Abstract:
Detailed analysis of caretaker response to the first infant newly diagnosed with AIDS at a university hospital was done by review of nursing notes for three periods: before diagnosis of AIDS, after diagnosis, and after psychiatric consultation. Five consultation questions were posed, and the findings on investigation of these questions are discussed. It was found that the percentage of time that PRN medication was given dropped after diagnosis of AIDS but rose above the initial level after the consultation. The number of times per shift the nurse touched the baby (TLCs) was not found to be associated with use of PRN medication; rather it was explained by which nurse was caring for the child. This study focuses on variations in nursing care of one infant to illustrate how variation in caretaker response can amplify the range of perturbations of the infant's behavioral response.

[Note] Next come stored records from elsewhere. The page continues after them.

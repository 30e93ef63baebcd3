//! Space-group-driven kinetic transition mapping.

use crate::error::MappingError;
use crate::mapping::KineticMapping;
use crate::transition::KineticTransition;
use halite_encode::UnitCellVectorEncoder;
use halite_symmetry::SpaceGroupService;
use smallvec::SmallVec;

/// Maps kinetic transitions through a space-group table.
///
/// The space group enumerates every symmetry- and translation-equivalent
/// image of the reference path; each image is encoded into 4D addresses.
/// An image position the encoder cannot place means the symmetry data and
/// the position list describe different crystals, which fails the whole
/// mapping with [`MappingError::LatticeMismatch`].
pub struct KineticTransitionMapper<'a, S: SpaceGroupService> {
    space_group: &'a S,
    encoder: &'a UnitCellVectorEncoder,
}

impl<'a, S: SpaceGroupService> KineticTransitionMapper<'a, S> {
    /// Pair a space group with an encoder.
    pub fn new(space_group: &'a S, encoder: &'a UnitCellVectorEncoder) -> Self {
        Self {
            space_group,
            encoder,
        }
    }

    /// All mappings of one transition, in the space group's sequence order.
    pub fn map(
        &self,
        transition: &KineticTransition,
    ) -> Result<Vec<KineticMapping>, MappingError> {
        if transition.path.len() < 2 {
            return Err(MappingError::ShortTransitionPath {
                found: transition.path.len(),
            });
        }
        let sequences = self.space_group.equivalent_sequences(&transition.path);
        let mut mappings = Vec::with_capacity(sequences.len());
        for sequence in sequences {
            let mut encoded_path = SmallVec::with_capacity(sequence.len());
            for position in &sequence {
                let encoded = self
                    .encoder
                    .try_encode(position)
                    .ok_or(MappingError::LatticeMismatch {
                        position: *position,
                    })?;
                encoded_path.push(encoded);
            }
            mappings.push(KineticMapping {
                transition_index: transition.index,
                encoded_path,
                fractional_path: sequence.into_iter().collect(),
            });
        }
        Ok(mappings)
    }
}
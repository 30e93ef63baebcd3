//! Cartesian mass points and their rigid-body moments.

use halite_core::Cartesian3D;

/// A point mass at a cartesian position.
#[derive(Debug, Clone, Copy, PartialEq)]
pub struct CartesianMassPoint {
    /// The mass (arbitrary units; only ratios matter downstream).
    pub mass: f64,
    /// The position in Ångström.
    pub vector: Cartesian3D,
}

impl CartesianMassPoint {
    /// Create a new mass point.
    pub const fn new(mass: f64, vector: Cartesian3D) -> Self {
        Self { mass, vector }
    }
}

/// The symmetric inertia tensor of a mass-point set, in its six independent
/// components.
#[derive(Debug, Clone, Copy, PartialEq, Default)]
pub struct InertiaTensor {
    /// Diagonal xx component.
    pub xx: f64,
    /// Diagonal yy component.
    pub yy: f64,
    /// Diagonal zz component.
    pub zz: f64,
    /// Off-diagonal xy component.
    pub xy: f64,
    /// Off-diagonal xz component.
    pub xz: f64,
    /// Off-diagonal yz component.
    pub yz: f64,
}

impl InertiaTensor {
    /// Trace, the first rotation invariant.
    pub fn trace(&self) -> f64 {
        self.xx + self.yy + self.zz
    }

    /// Sum of principal 2×2 minors, the second rotation invariant.
    pub fn minor_sum(&self) -> f64 {
        self.xx * self.yy - self.xy * self.xy
            + self.xx * self.zz
            - self.xz * self.xz
            + self.yy * self.zz
            - self.yz * self.yz
    }

    /// Determinant, the third rotation invariant.
    pub fn determinant(&self) -> f64 {
        self.xx * (self.yy * self.zz - self.yz * self.yz)
            - self.xy * (self.xy * self.zz - self.yz * self.xz)
            + self.xz * (self.xy * self.yz - self.yy * self.xz)
    }
}

/// Mass-weighted center of a point set.
///
/// A set with zero total mass has no defined center; the origin is returned
/// so downstream shifts become no-ops.
pub fn mass_center(points: &[CartesianMassPoint]) -> Cartesian3D {
    let total: f64 = points.iter().map(|p| p.mass).sum();
    if total == 0.0 {
        return Cartesian3D::zero();
    }
    let weighted = points
        .iter()
        .fold(Cartesian3D::zero(), |acc, p| acc + p.vector * p.mass);
    weighted / total
}

/// Copy of the point set translated so its mass center sits at the origin.
pub fn shift_to_mass_center(points: &[CartesianMassPoint]) -> Vec<CartesianMassPoint> {
    let center = mass_center(points);
    points
        .iter()
        .map(|p| CartesianMassPoint::new(p.mass, p.vector - center))
        .collect()
}

/// Inertia tensor of the point set about the coordinate origin.
pub fn inertia_tensor(points: &[CartesianMassPoint]) -> InertiaTensor {
    let mut tensor = InertiaTensor::default();
    for p in points {
        let Cartesian3D { x, y, z } = p.vector;
        tensor.xx += p.mass * (y * y + z * z);
        tensor.yy += p.mass * (x * x + z * z);
        tensor.zz += p.mass * (x * x + y * y);
        tensor.xy -= p.mass * x * y;
        tensor.xz -= p.mass * x * z;
        tensor.yz -= p.mass * y * z;
    }
    tensor
}

#[cfg(test)]
mod tests {
    use super::*;

    fn pair() -> Vec<CartesianMassPoint> {
        vec![
            CartesianMassPoint::new(1.0, Cartesian3D::new(1.0, 0.0, 0.0)),
            CartesianMassPoint::new(3.0, Cartesian3D::new(-1.0, 0.0, 0.0)),
        ]
    }

    #[test]
    fn mass_center_weights_by_mass() {
        let center = mass_center(&pair());
        assert!((center.x - (-0.5)).abs() < 1.0e-12);
        assert_eq!(center.y, 0.0);
        assert_eq!(center.z, 0.0);
    }

    #[test]
    fn zero_mass_center_is_origin() {
        let points = [CartesianMassPoint::new(0.0, Cartesian3D::new(5.0, 5.0, 5.0))];
        assert_eq!(mass_center(&points), Cartesian3D::zero());
    }

    #[test]
    fn shifted_set_has_origin_center() {
        let shifted = shift_to_mass_center(&pair());
        let center = mass_center(&shifted);
        assert!(center.length() < 1.0e-12);
    }

    #[test]
    fn inertia_of_axis_pair() {
        // Two unit masses at ±1 on x: no moment about x, 2 about y and z.
        let points = [
            CartesianMassPoint::new(1.0, Cartesian3D::new(1.0, 0.0, 0.0)),
            CartesianMassPoint::new(1.0, Cartesian3D::new(-1.0, 0.0, 0.0)),
        ];
        let tensor = inertia_tensor(&points);
        assert_eq!(tensor.xx, 0.0);
        assert_eq!(tensor.yy, 2.0);
        assert_eq!(tensor.zz, 2.0);
        assert_eq!((tensor.xy, tensor.xz, tensor.yz), (0.0, 0.0, 0.0));
    }

    #[test]
    fn invariants_of_diagonal_tensor() {
        let tensor = InertiaTensor {
            xx: 1.0,
            yy: 2.0,
            zz: 3.0,
            ..InertiaTensor::default()
        };
        assert_eq!(tensor.trace(), 6.0);
        assert_eq!(tensor.minor_sum(), 11.0);
        assert_eq!(tensor.determinant(), 6.0);
    }
}
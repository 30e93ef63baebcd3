//! Symmetry-operation algebra for the Halite lattice toolkit.
//!
//! Provides the affine [`SymmetryOperation`] (a 3×4 coefficient block plus a
//! trim tolerance), the [`SpaceGroupService`] collaborator trait through
//! which a space-group database is consumed, and the moment-invariant
//! [`SymmetryIndicator`] used to compare point geometries without a symmetry
//! table.

#![deny(missing_docs)]
#![deny(rustdoc::broken_intra_doc_links)]
#![forbid(unsafe_code)]

pub mod error;
pub mod indicator;
pub mod mass_point;
pub mod operation;
pub mod space_group;

pub use error::SymmetryError;
pub use indicator::SymmetryIndicator;
pub use mass_point::{
    inertia_tensor, mass_center, shift_to_mass_center, CartesianMassPoint, InertiaTensor,
};
pub use operation::{SymmetryOperation, DEFAULT_TRIM_TOLERANCE};
pub use space_group::{
    expand_orbit, expand_sequences, shift_first_to_origin, SpaceGroupService,
};
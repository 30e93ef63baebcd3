//! Error types for encoder construction.

use std::fmt;

/// Errors arising from position-list and encoder construction.
#[derive(Debug, Clone, PartialEq, Eq)]
pub enum EncodeError {
    /// A position list was built from zero positions.
    EmptyPositionList,
}

impl fmt::Display for EncodeError {
    fn fmt(&self, f: &mut fmt::Formatter<'_>) -> fmt::Result {
        match self {
            Self::EmptyPositionList => {
                write!(f, "a position list requires at least one position")
            }
        }
    }
}

impl std::error::Error for EncodeError {}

It is speculated that caretakers of patients with AIDS may normally have feelings considered unacceptable in medical settings, including fear, blaming the patient, or a wish to avoid the patient. Such feelings are more difficult to tolerate in the care of children or infants and are superimposed upon the familiar stains associated with the care of chronically ill or dying pediatric patients.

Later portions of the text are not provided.